‘Train’ Links Up With Absurdities
Laden with a groaning freight of unmotivated wackiness, Bill Barker’s “Life Is Like a Train” strains valiantly for laughs in its premiere, staged by singular productions at the Ivy Substation. Unfortunately, despite Jessica Kubzansky’s incisive direction and a few entertaining whistle stops en route, this Little Engine That Couldn’t takes us on a circuitous journey in which humor remains a distant destination.
The action revolves around the troubled Jerry (Todd Merrill), a successful attorney who has suddenly collapsed in a midlife crisis. Lisa (Rebecca Marcotte), Jerry’s upwardly directed wife, can’t relate to Jerry’s emotional derailment; Cal (Barker), Jerry’s gay brother, sees Jerry’s despair as a bankable commodity; Jerry’s womanizing bachelor pal Dan (Michael David Edwards) blames much of Jerry’s problem on monogamy, while the resilient Carlton (Lisa Anne Morrison) jockeys to hook Dan. Even Jerry’s best-selling feel-good book, “Life Is Like a Train,” cannot jolt Jerry out of his torpor. That takes Eve (Robyn Merrill), a fan with a grim secret.

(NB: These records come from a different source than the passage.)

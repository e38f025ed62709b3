//! Bearer token authentication for the Sentinel resource server.
//!
//! Credentials are opaque 26-character strings handed to a user exactly once. Only their
//! SHA-256 digest is persisted, together with the owning user, an expiry, and a scope that
//! limits what the credential may be used for.
//!
//! # Architecture
//!
//! - **[`token`]**: Credential codec ([`Token`](token::Token), [`TokenScope`](token::TokenScope))
//! - **[`repository`]**: Persistence traits ([`TokenRepository`](repository::TokenRepository),
//!   [`UserRepository`](repository::UserRepository)) and their `SQLite` implementation
//! - **[`store`]**: [`TokenStore`](store::TokenStore), the issue / resolve / revoke lifecycle
//! - **[`Identity`]**: Who the current request acts as
//!
//! # Resolution Flow
//!
//! ```text
//!   Authorization: Bearer ABCD...
//!        │
//!        ├──> Format check (26 chars) ──── fail ──> InvalidToken (no database call)
//!        │
//!        ├──> SHA-256 digest
//!        │
//!        ├──> tokens ⋈ users
//!        │    WHERE hash = ? AND scope = ? AND expiry > now
//!        │                                   │
//!        │          none ──> InvalidToken <──┤
//!        │                                   │
//!        └──> Identity::User(user) <─────────┘
//! ```
//!
//! Absent, expired, and revoked credentials all resolve to [`AuthError::InvalidToken`], so a
//! caller cannot learn which condition applied.
//!
//! # Error Handling
//!
//! - [`MalformedHeader`](AuthError::MalformedHeader): Header is not `Bearer <credential>`
//! - [`InvalidToken`](AuthError::InvalidToken): Credential failed the format check or lookup
//! - [`Storage`](AuthError::Storage): Backend failure or deadline, a server-side fault
//! - [`TokenGeneration`](AuthError::TokenGeneration): The system RNG failed

pub mod repository;
pub mod store;
pub mod token;

use crate::storage::StoreError;
use chrono::{DateTime, Utc};
use serde::Serialize;
use thiserror::Error;

/// Error types for credential handling and authentication.
#[derive(Error, Debug)]
pub enum AuthError {
    /// The `Authorization` header is not of the form `Bearer <credential>`
    #[error("malformed authorization header")]
    MalformedHeader,

    /// The credential is malformed, unknown, expired, or revoked
    #[error("invalid or expired authentication token")]
    InvalidToken,

    /// The token store could not be reached or did not answer in time
    #[error(transparent)]
    Storage(#[from] StoreError),

    /// Failed to generate cryptographically secure random bytes
    #[error("token generation error: {0}")]
    TokenGeneration(String),
}

impl AuthError {
    /// Whether the failure was caused by the caller rather than the server.
    #[must_use]
    pub fn is_client_error(&self) -> bool {
        matches!(self, Self::MalformedHeader | Self::InvalidToken)
    }
}

/// A registered account that credentials resolve to.
#[derive(Debug, Clone, PartialEq, Eq, Serialize)]
pub struct User {
    pub id: i64,
    pub created_at: DateTime<Utc>,
    pub name: String,
    pub email: String,
    pub activated: bool,
    #[serde(skip_serializing)]
    pub version: i32,
}

impl User {
    /// Builds an unsaved user. `id`, `created_at`, and `version` are assigned on insert.
    #[must_use]
    pub fn new(name: impl Into<String>, email: impl Into<String>) -> Self {
        Self {
            id: 0,
            created_at: Utc::now(),
            name: name.into(),
            email: email.into(),
            activated: false,
            version: 1,
        }
    }
}

/// The caller a request acts on behalf of.
///
/// Attached to each request's extensions by the authentication layer and dropped with the
/// request. Never persisted.
#[derive(Debug, Clone, PartialEq, Eq)]
pub enum Identity {
    /// No `Authorization` header was presented
    Anonymous,
    /// A valid authentication credential resolved to this user
    User(User),
}

impl Identity {
    #[must_use]
    pub fn is_anonymous(&self) -> bool {
        matches!(self, Self::Anonymous)
    }

    #[must_use]
    pub fn user(&self) -> Option<&User> {
        match self {
            Self::Anonymous => None,
            Self::User(user) => Some(user),
        }
    }
}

Cartoonish characters and a zany plot lend an absurdist panache to the play, but the attenuated plot and constant chronological shifts are unnecessary and confusing. More baffling, though, is the exact nature of Jerry’s midlife crisis, upon which the entire plot ultimately hinges. With no apparent rationale behind his bitterness, Jerry seems little more than a self-pitying kvetch, whose petty crisis results in an unmomentous chain of events.